REQUIRED ACTION
Copy each line from the data that has the word "core" in it.

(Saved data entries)
· · · · · · ·
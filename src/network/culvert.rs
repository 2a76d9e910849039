//! Culvert inlet control.
//!
//! A culvert flowing under inlet control passes no more flow than its
//! entrance can accept at the available headwater depth, regardless of
//! what the momentum equation says the barrel could carry. The capacity
//! curves follow the FHWA HDS-5 inlet-control equations:
//!
//! - unsubmerged (HW/D ≤ 1.0), form 1:
//!   `HW/D = Hc/D + K·(Q/(A·D^0.5))^M` with `Hc` the specific head at
//!   critical depth
//! - unsubmerged, form 2: `HW/D = K·(Q/(A·D^0.5))^M`
//! - submerged (HW/D ≥ 1.2):
//!   `HW/D = c·(Q/(A·D^0.5))² + Y − 0.5·S`
//!
//! Between the two zones the discharge is interpolated linearly in
//! headwater depth. The K/M/c/Y coefficients are supplied per conduit
//! from the published FHWA tables for the inlet's shape and edge
//! condition.

use crate::constants::FUDGE;
use crate::xsect::Xsect;

/// Which form of the unsubmerged inlet-control equation applies.
#[derive(Clone, Copy, Debug, PartialEq, Eq)]
pub enum InletForm {
    /// Referenced to the specific head at critical depth.
    Form1,
    /// Referenced directly to the headwater depth.
    Form2,
}

/// FHWA inlet-control coefficients for one culvert entrance.
#[derive(Clone, Copy, Debug, PartialEq)]
pub struct CulvertParams {
    pub form: InletForm,
    /// Unsubmerged coefficient K.
    pub k: f64,
    /// Unsubmerged exponent M.
    pub m: f64,
    /// Submerged coefficient c.
    pub c: f64,
    /// Submerged intercept Y.
    pub y: f64,
}

/// Apply inlet control to a candidate flow.
///
/// `yhw` is the headwater depth above the culvert entrance invert and
/// `q` the dynamic-wave flow (both per barrel, `q > 0`). Returns the
/// possibly capped flow and whether the cap bound.
pub(crate) fn capped_inflow(
    xsect: &Xsect,
    slope: f64,
    params: &CulvertParams,
    q: f64,
    yhw: f64,
    gravity: f64,
) -> (f64, bool) {
    let capacity = inlet_capacity(xsect, slope, params, yhw, gravity);
    if capacity < q {
        (capacity, true)
    } else {
        (q, false)
    }
}

/// Inlet-control discharge capacity at headwater depth `yhw` (cfs).
pub fn inlet_capacity(
    xsect: &Xsect,
    slope: f64,
    params: &CulvertParams,
    yhw: f64,
    gravity: f64,
) -> f64 {
    if yhw <= FUDGE {
        return 0.0;
    }
    let d = xsect.y_full;
    if yhw <= d {
        unsubmerged_discharge(xsect, params, yhw, gravity)
    } else if yhw >= 1.2 * d {
        submerged_discharge(xsect, slope, params, yhw)
    } else {
        // Transition zone: interpolate between the unsubmerged capacity
        // at HW = D and the submerged capacity at HW = 1.2·D.
        let q1 = unsubmerged_discharge(xsect, params, d, gravity);
        let q2 = submerged_discharge(xsect, slope, params, 1.2 * d);
        q1 + (q2 - q1) * (yhw - d) / (0.2 * d)
    }
}

fn submerged_discharge(xsect: &Xsect, slope: f64, params: &CulvertParams, yhw: f64) -> f64 {
    let d = xsect.y_full;
    let arg = (yhw / d - params.y + 0.5 * slope) / params.c;
    if arg <= 0.0 {
        return 0.0;
    }
    xsect.a_full * d.sqrt() * arg.sqrt()
}

fn unsubmerged_discharge(xsect: &Xsect, params: &CulvertParams, yhw: f64, gravity: f64) -> f64 {
    let d = xsect.y_full;
    match params.form {
        InletForm::Form2 => {
            let arg = yhw / d / params.k;
            if arg <= 0.0 {
                return 0.0;
            }
            xsect.a_full * d.sqrt() * arg.powf(1.0 / params.m)
        }
        InletForm::Form1 => {
            // Headwater is implicit in Q through the critical-head term;
            // bracket the discharge and bisect on required headwater.
            let required = |q: f64| form1_headwater(xsect, params, q, gravity);
            let mut hi = xsect.a_full * (gravity * d).sqrt();
            let mut grew = 0;
            while required(hi) < yhw && grew < 60 {
                hi *= 2.0;
                grew += 1;
            }
            let mut lo = 0.0;
            for _ in 0..40 {
                let mid = 0.5 * (lo + hi);
                if required(mid) < yhw {
                    lo = mid;
                } else {
                    hi = mid;
                }
            }
            0.5 * (lo + hi)
        }
    }
}

/// Headwater depth the form-1 equation requires for discharge `q`.
fn form1_headwater(xsect: &Xsect, params: &CulvertParams, q: f64, gravity: f64) -> f64 {
    if q <= 0.0 {
        return 0.0;
    }
    let d = xsect.y_full;
    let yc = xsect.critical_depth(q, gravity);
    let ac = xsect.a_of_y(yc).max(FUDGE);
    let vc = q / ac;
    let hc = yc + vc * vc / (2.0 * gravity);
    let x = q / (xsect.a_full * d.sqrt());
    hc + params.k * x.powf(params.m) * d
}

#[cfg(test)]
mod tests {
    use super::*;
    use crate::constants::GRAVITY;

    /// Concrete pipe, square edge with headwall (FHWA chart 1, scale 1).
    fn square_edge() -> CulvertParams {
        CulvertParams {
            form: InletForm::Form1,
            k: 0.0098,
            m: 2.0,
            c: 0.0398,
            y: 0.67,
        }
    }

    #[test]
    fn test_no_headwater_no_capacity() {
        let xs = Xsect::circular(2.0);
        assert_eq!(inlet_capacity(&xs, 0.01, &square_edge(), 0.0, GRAVITY), 0.0);
    }

    #[test]
    fn test_capacity_monotone_in_headwater() {
        let xs = Xsect::circular(2.0);
        let p = square_edge();
        let mut last = 0.0;
        for i in 1..=30 {
            let yhw = 0.1 * i as f64;
            let cap = inlet_capacity(&xs, 0.01, &p, yhw, GRAVITY);
            assert!(
                cap >= last,
                "capacity dropped at yhw = {yhw}: {cap} < {last}"
            );
            last = cap;
        }
    }

    #[test]
    fn test_transition_is_continuous() {
        let xs = Xsect::circular(2.0);
        let p = square_edge();
        let d = xs.y_full;
        let eps = 1e-6;
        let below = inlet_capacity(&xs, 0.01, &p, d - eps, GRAVITY);
        let at = inlet_capacity(&xs, 0.01, &p, d, GRAVITY);
        let above = inlet_capacity(&xs, 0.01, &p, 1.2 * d + eps, GRAVITY);
        let at_sub = inlet_capacity(&xs, 0.01, &p, 1.2 * d, GRAVITY);
        assert!((below - at).abs() < 1e-3);
        assert!((above - at_sub).abs() < 1e-3);
    }

    #[test]
    fn test_cap_binds_only_when_smaller() {
        let xs = Xsect::circular(2.0);
        let p = square_edge();
        // Deep headwater: large capacity, small q passes through.
        let (q, capped) = capped_inflow(&xs, 0.01, &p, 0.5, 3.0, GRAVITY);
        assert_eq!(q, 0.5);
        assert!(!capped);
        // Shallow headwater: a large dynamic flow gets capped.
        let (q, capped) = capped_inflow(&xs, 0.01, &p, 100.0, 0.5, GRAVITY);
        assert!(capped);
        assert!(q < 100.0);
        assert!(q >= 0.0);
    }

    #[test]
    fn test_form2_explicit_inverse() {
        let xs = Xsect::circular(3.0);
        let p = CulvertParams {
            form: InletForm::Form2,
            k: 0.0145,
            m: 1.75,
            c: 0.0419,
            y: 0.64,
        };
        let d = xs.y_full;
        let yhw = 0.8 * d;
        let q = unsubmerged_discharge(&xs, &p, yhw, GRAVITY);
        // Forward equation recovers the headwater ratio.
        let x = q / (xs.a_full * d.sqrt());
        let hw_ratio = p.k * x.powf(p.m);
        assert!((hw_ratio - yhw / d).abs() < 1e-9);
    }
}
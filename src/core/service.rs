use core::config;
use core::dev::Device;
use core::repr::{
    eth_types,
    Bootselect,
    Entry,
    EthernetAddress,
    EthernetFrame,
    DATA_FRAME_LEN,
};
use core::table::AddressTable;
use {
    Error,
    Result,
};

/// Policy for requests from hardware addresses with no table entry.
#[derive(Clone, Copy, Debug, PartialEq, Eq)]
pub enum MissPolicy {
    /// Log the miss, dump the table and keep serving. This is the normal
    /// operational condition for an unmanaged machine on the segment.
    Diagnose,
    /// Treat the miss as an unrecoverable error.
    Fatal,
}

/// Answers boot selection requests arriving on a device.
///
/// The service exclusively owns the device and the address table; every
/// lookup and mutation happens inside a single dispatch call, so the table
/// is never observed mid-update.
pub struct Service<D>
where
    D: Device,
{
    dev: D,
    table: AddressTable,
    miss_policy: MissPolicy,
}

impl<D> Service<D>
where
    D: Device,
{
    pub fn new(dev: D, miss_policy: MissPolicy) -> Service<D> {
        Service {
            dev,
            table: AddressTable::new(),
            miss_policy,
        }
    }

    pub fn dev(&self) -> &D {
        &self.dev
    }

    pub fn dev_mut(&mut self) -> &mut D {
        &mut self.dev
    }

    pub fn table(&self) -> &AddressTable {
        &self.table
    }

    /// Applies configuration bytes to the address table, returning the
    /// number of updates applied.
    pub fn reload(&mut self, bytes: &[u8]) -> usize {
        config::load(&mut self.table, bytes)
    }

    /// Reads and dispatches exactly one frame from the device.
    ///
    /// An empty read and transient device errors are not failures; the only
    /// error this returns is a lookup miss under MissPolicy::Fatal.
    pub fn recv(&mut self) -> Result<()> {
        let mut recv_buffer = vec![0; DATA_FRAME_LEN];

        match self.dev.recv(recv_buffer.as_mut()) {
            Ok(buffer_len) => self.recv_ethernet(&recv_buffer[.. buffer_len]),
            Err(Error::Nothing) => Ok(()),
            Err(err) => {
                warn!("Device::recv(...) failed with {:?}.", err);
                Ok(())
            }
        }
    }

    fn recv_ethernet(&mut self, eth_buffer: &[u8]) -> Result<()> {
        let (requester, entry) = match EthernetFrame::try_new(eth_buffer) {
            Ok(eth_frame) => {
                // The kernel filter matches type and length only; a unicast
                // destination here is one of our own replies echoed back, not
                // a fresh request. Dropped without a diagnostic.
                if eth_frame.dst_addr() != EthernetAddress::BROADCAST {
                    return Ok(());
                }
                if eth_frame.payload_type() != eth_types::BOOTSELECT {
                    return Ok(());
                }

                let requester = eth_frame.src_addr();
                info!("received request from {}.", requester);

                match self.table.lookup(requester) {
                    Some(entry) => (requester, *entry),
                    None => return self.recv_miss(requester),
                }
            }
            Err(err) => {
                debug!(
                    "EthernetFrame::try_new(...) failed on {:?} with {:?}.",
                    eth_buffer, err
                );
                return Ok(());
            }
        };

        self.send_data(requester, entry);
        Ok(())
    }

    fn recv_miss(&mut self, requester: EthernetAddress) -> Result<()> {
        match self.miss_policy {
            MissPolicy::Diagnose => {
                warn!("no entry for {}; table holds:", requester);
                for &(addr, ref entry) in self.table.iter() {
                    warn!("  {} {}", addr, entry);
                }
                Ok(())
            }
            MissPolicy::Fatal => Err(Error::Address),
        }
    }

    fn send_data(&mut self, dst_addr: EthernetAddress, entry: Entry) {
        let repr = Bootselect::Data { entry };
        let frame_len = EthernetFrame::<&[u8]>::buffer_len(repr.buffer_len());
        let mut buffer = vec![0; frame_len];

        {
            let mut eth_frame = EthernetFrame::try_new(&mut buffer[..]).unwrap();
            eth_frame.set_dst_addr(dst_addr);
            eth_frame.set_src_addr(self.dev.ethernet_addr());
            eth_frame.set_payload_type(eth_types::BOOTSELECT);
            repr.serialize(eth_frame.payload_mut()).unwrap();
        }

        match self.dev.send(buffer.as_ref()) {
            Ok(()) => info!("sent default {} to {}.", entry, dst_addr),
            Err(err) => warn!("Device::send(...) failed with {:?}.", err),
        };
    }
}
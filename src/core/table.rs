use std::slice;

use core::repr::{
    Entry,
    EthernetAddress,
};

/// Maintains the hardware address -> default entry mappings for the machines
/// this server answers for.
///
/// Entries are only ever added or overwritten, never removed; the table is
/// rebuilt incrementally from configuration reloads for the lifetime of the
/// process. The table is small (one row per managed machine) so lookups are
/// a linear scan.
pub struct AddressTable {
    entries: Vec<(EthernetAddress, Entry)>,
}

impl AddressTable {
    /// Creates an empty table.
    pub fn new() -> AddressTable {
        AddressTable {
            entries: Vec::new(),
        }
    }

    /// Looks up the default entry for a hardware address.
    pub fn lookup(&self, addr: EthernetAddress) -> Option<&Entry> {
        self.entries
            .iter()
            .find(|&&(entry_addr, _)| entry_addr == addr)
            .map(|&(_, ref entry)| entry)
    }

    /// Creates or overwrites the default entry for a hardware address.
    ///
    /// A table never holds more than one row per address.
    pub fn upsert(&mut self, addr: EthernetAddress, entry: Entry) {
        for &mut (entry_addr, ref mut existing) in &mut self.entries {
            if entry_addr == addr {
                *existing = entry;
                return;
            }
        }

        self.entries.push((addr, entry));
    }

    /// Iterates over all rows in insertion order, for diagnostic dumps.
    pub fn iter(&self) -> slice::Iter<(EthernetAddress, Entry)> {
        self.entries.iter()
    }

    /// Returns the number of rows in the table.
    pub fn len(&self) -> usize {
        self.entries.len()
    }

    /// Checks if the table has no rows.
    pub fn is_empty(&self) -> bool {
        self.entries.is_empty()
    }
}

#[cfg(test)]
mod tests {
    use super::*;

    fn eth(i: u8) -> EthernetAddress {
        EthernetAddress::new([0, 0, 0, 0, 0, i])
    }

    fn entry(text: &str) -> Entry {
        Entry::try_new(text.as_bytes()).unwrap()
    }

    #[test]
    fn test_lookup_with_no_mapping() {
        let table = AddressTable::new();
        assert_matches!(table.lookup(eth(0)), None);
    }

    #[test]
    fn test_lookup_with_mapping() {
        let mut table = AddressTable::new();

        table.upsert(eth(0), entry("menu1"));
        assert_eq!(table.lookup(eth(0)).unwrap(), &entry("menu1"));
    }

    #[test]
    fn test_upsert_overwrites_in_place() {
        let mut table = AddressTable::new();

        table.upsert(eth(0), entry("menu1"));
        table.upsert(eth(0), entry("menu2"));

        assert_eq!(table.len(), 1);
        assert_eq!(table.lookup(eth(0)).unwrap(), &entry("menu2"));
    }

    #[test]
    fn test_upsert_does_not_touch_other_rows() {
        let mut table = AddressTable::new();

        table.upsert(eth(0), entry("menu1"));
        table.upsert(eth(1), entry("menu2"));
        table.upsert(eth(0), entry("menu3"));

        assert_eq!(table.len(), 2);
        assert_eq!(table.lookup(eth(1)).unwrap(), &entry("menu2"));
    }

    #[test]
    fn test_iter_in_insertion_order() {
        let mut table = AddressTable::new();

        table.upsert(eth(2), entry("menu1"));
        table.upsert(eth(0), entry("menu2"));
        table.upsert(eth(1), entry("menu3"));

        let addrs: Vec<_> = table.iter().map(|&(addr, _)| addr).collect();
        assert_eq!(addrs, vec![eth(2), eth(0), eth(1)]);
    }
}
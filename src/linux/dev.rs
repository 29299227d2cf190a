use std;

use libc;

use core::dev::Device;
use core::repr::EthernetAddress;
use linux::filter;
use linux::libc as _libc;
use {
    Error,
    Result,
};

/// [AF_PACKET](http://man7.org/linux/man-pages/man7/packet.7.html) socket
/// bound to a single interface for sending and receiving raw ethernet
/// frames.
///
/// Creating one requires elevated privileges. The kernel packet filter is
/// installed before the constructor returns, so the caller can drop those
/// privileges immediately afterwards.
pub struct RawSock {
    fd: libc::c_int,
    ifindex: libc::c_int,
    eth_addr: EthernetAddress,
}

impl RawSock {
    /// Opens a raw socket on the interface with the boot selection filter
    /// installed.
    pub fn new(ifr_name: &str) -> Result<RawSock> {
        let fd = unsafe {
            let fd = libc::socket(
                libc::AF_PACKET,
                libc::SOCK_RAW,
                (_libc::ETH_P_ALL as u16).to_be() as libc::c_int,
            );

            if fd == -1 {
                return Err(Error::IO(std::io::Error::last_os_error()));
            }

            fd
        };

        match Self::setup(fd, ifr_name) {
            Ok((ifindex, eth_addr)) => Ok(RawSock {
                fd,
                ifindex,
                eth_addr,
            }),
            Err(err) => {
                unsafe {
                    libc::close(fd);
                }
                Err(err)
            }
        }
    }

    fn setup(fd: libc::c_int, ifr_name: &str) -> Result<(libc::c_int, EthernetAddress)> {
        unsafe {
            let mut ifreq = _libc::c_ifreq::with_name(ifr_name);

            if libc::ioctl(fd, _libc::SIOCGIFINDEX, &mut ifreq as *mut _libc::c_ifreq) == -1 {
                return Err(Error::IO(std::io::Error::last_os_error()));
            }

            let ifindex = ifreq.ifr_ifru.ifr_ifindex;

            let mut ifreq = _libc::c_ifreq::with_name(ifr_name);

            if libc::ioctl(fd, _libc::SIOCGIFHWADDR, &mut ifreq as *mut _libc::c_ifreq) == -1 {
                return Err(Error::IO(std::io::Error::last_os_error()));
            }

            let c_addr = &ifreq.ifr_ifru.ifr_hwaddr;
            if c_addr.sa_family != _libc::ARPHRD_ETHER {
                return Err(Error::Address);
            }

            let mut addr = [0 as u8; 6];
            for i in 0 .. 6 {
                addr[i] = c_addr.sa_data[i] as u8;
            }

            let mut sll: libc::sockaddr_ll = std::mem::zeroed();
            sll.sll_family = libc::AF_PACKET as libc::c_ushort;
            sll.sll_protocol = (_libc::ETH_P_ALL as u16).to_be();
            sll.sll_ifindex = ifindex;

            if libc::bind(
                fd,
                &sll as *const libc::sockaddr_ll as *const libc::sockaddr,
                std::mem::size_of::<libc::sockaddr_ll>() as libc::socklen_t,
            ) == -1
            {
                return Err(Error::IO(std::io::Error::last_os_error()));
            }

            filter::install(fd)?;

            Ok((ifindex, EthernetAddress::new(addr)))
        }
    }

    /// Returns the raw file descriptor for readiness registration.
    pub fn fd(&self) -> libc::c_int {
        self.fd
    }
}

impl Device for RawSock {
    fn send(&mut self, buffer: &[u8]) -> Result<()> {
        unsafe {
            let mut sll: libc::sockaddr_ll = std::mem::zeroed();
            sll.sll_family = libc::AF_PACKET as libc::c_ushort;
            sll.sll_protocol = (_libc::ETH_P_ALL as u16).to_be();
            sll.sll_ifindex = self.ifindex;
            sll.sll_halen = 6;
            // The frame starts with its destination address.
            for i in 0 .. 6 {
                sll.sll_addr[i] = buffer[i];
            }

            let wrote = libc::sendto(
                self.fd,
                buffer.as_ptr() as *const libc::c_void,
                buffer.len(),
                0,
                &sll as *const libc::sockaddr_ll as *const libc::sockaddr,
                std::mem::size_of::<libc::sockaddr_ll>() as libc::socklen_t,
            );

            if wrote < 0 && _libc::errno() == libc::EAGAIN {
                Err(Error::Busy)
            } else if wrote < 0 {
                Err(Error::IO(std::io::Error::last_os_error()))
            } else {
                Ok(())
            }
        }
    }

    fn recv(&mut self, buffer: &mut [u8]) -> Result<usize> {
        unsafe {
            let read = libc::recv(
                self.fd,
                buffer.as_mut_ptr() as *mut libc::c_void,
                buffer.len(),
                libc::MSG_DONTWAIT,
            );

            if read < 0 && _libc::errno() == libc::EAGAIN {
                Err(Error::Nothing)
            } else if read < 0 {
                Err(Error::IO(std::io::Error::last_os_error()))
            } else {
                Ok(read as usize)
            }
        }
    }

    fn ethernet_addr(&self) -> EthernetAddress {
        self.eth_addr
    }
}

impl Drop for RawSock {
    fn drop(&mut self) {
        unsafe {
            libc::close(self.fd);
        }
    }
}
· · · · · · ·
EXERCISE RESPONSE
filename src/core/service.rs
use core::config;
use core::dev::Device;
use core::repr::{
use core::table::AddressTable;
filename src/core/table.rs
use core::repr::{
use core::dev::Device;
use core::repr::EthernetAddress;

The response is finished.